Assignment:
Compute how many lines in the entries below contain "errors", and output nothing but the number.

The records:
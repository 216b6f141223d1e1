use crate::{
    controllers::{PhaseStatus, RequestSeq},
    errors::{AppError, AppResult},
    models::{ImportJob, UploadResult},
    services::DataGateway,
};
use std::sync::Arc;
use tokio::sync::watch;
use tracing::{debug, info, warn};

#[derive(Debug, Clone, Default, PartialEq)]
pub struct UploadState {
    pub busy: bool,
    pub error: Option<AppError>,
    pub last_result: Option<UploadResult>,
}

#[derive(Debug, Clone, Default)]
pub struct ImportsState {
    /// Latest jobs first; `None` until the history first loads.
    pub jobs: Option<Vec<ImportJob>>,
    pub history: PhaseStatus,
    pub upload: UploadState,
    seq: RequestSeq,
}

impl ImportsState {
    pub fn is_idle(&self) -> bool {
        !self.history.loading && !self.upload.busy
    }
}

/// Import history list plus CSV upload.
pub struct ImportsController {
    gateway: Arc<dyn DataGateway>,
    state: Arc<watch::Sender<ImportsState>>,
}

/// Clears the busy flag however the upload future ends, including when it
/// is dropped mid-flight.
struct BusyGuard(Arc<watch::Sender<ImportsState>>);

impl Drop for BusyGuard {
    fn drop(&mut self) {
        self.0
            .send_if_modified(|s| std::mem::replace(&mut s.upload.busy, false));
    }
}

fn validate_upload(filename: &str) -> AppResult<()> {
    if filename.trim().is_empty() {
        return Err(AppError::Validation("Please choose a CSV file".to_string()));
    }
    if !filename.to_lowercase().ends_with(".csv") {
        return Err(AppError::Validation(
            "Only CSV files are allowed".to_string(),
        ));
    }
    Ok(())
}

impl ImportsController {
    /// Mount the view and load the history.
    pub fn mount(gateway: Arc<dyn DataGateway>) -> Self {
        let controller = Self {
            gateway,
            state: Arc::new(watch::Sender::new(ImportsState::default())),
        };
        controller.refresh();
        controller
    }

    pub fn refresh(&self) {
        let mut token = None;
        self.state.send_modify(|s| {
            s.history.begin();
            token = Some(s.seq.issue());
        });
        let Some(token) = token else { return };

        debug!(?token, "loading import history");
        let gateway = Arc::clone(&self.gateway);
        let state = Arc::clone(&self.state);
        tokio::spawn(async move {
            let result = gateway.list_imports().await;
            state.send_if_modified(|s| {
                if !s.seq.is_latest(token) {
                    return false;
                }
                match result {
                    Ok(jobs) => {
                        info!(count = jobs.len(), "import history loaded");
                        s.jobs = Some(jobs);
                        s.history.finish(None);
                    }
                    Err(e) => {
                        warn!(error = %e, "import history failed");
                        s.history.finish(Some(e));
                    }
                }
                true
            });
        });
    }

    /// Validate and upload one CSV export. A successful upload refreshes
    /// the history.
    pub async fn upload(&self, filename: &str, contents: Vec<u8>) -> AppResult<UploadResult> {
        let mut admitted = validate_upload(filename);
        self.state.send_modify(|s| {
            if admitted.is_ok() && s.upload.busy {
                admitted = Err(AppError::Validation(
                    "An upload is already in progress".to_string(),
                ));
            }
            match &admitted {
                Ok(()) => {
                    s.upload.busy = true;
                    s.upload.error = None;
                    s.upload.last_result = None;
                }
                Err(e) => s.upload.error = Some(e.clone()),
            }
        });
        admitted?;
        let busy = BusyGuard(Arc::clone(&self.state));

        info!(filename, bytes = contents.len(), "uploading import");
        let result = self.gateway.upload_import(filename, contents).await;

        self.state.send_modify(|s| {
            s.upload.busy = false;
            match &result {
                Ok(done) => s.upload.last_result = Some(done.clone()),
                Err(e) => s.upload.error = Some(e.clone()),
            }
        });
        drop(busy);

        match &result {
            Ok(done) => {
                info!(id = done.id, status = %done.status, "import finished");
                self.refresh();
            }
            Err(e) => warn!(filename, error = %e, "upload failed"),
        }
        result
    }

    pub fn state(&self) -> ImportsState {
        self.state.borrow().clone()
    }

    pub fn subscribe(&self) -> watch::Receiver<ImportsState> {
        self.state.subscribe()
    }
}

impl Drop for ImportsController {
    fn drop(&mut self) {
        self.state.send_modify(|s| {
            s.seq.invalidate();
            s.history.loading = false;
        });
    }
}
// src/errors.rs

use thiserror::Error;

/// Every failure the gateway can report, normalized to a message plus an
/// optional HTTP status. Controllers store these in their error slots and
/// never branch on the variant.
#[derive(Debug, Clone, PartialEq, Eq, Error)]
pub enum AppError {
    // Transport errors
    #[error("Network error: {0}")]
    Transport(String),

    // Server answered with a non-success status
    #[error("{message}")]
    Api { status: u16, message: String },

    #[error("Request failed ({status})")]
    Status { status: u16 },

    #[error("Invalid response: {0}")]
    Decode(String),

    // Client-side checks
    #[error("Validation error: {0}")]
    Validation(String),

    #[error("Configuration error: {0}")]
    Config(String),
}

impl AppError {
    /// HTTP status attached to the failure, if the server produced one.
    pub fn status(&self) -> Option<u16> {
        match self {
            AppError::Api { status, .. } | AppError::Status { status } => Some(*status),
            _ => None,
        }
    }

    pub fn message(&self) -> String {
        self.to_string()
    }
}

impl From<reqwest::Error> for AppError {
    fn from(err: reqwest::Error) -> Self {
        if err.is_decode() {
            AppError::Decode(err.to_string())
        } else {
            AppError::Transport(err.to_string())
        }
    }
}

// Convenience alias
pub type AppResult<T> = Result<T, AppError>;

Exercise output:
3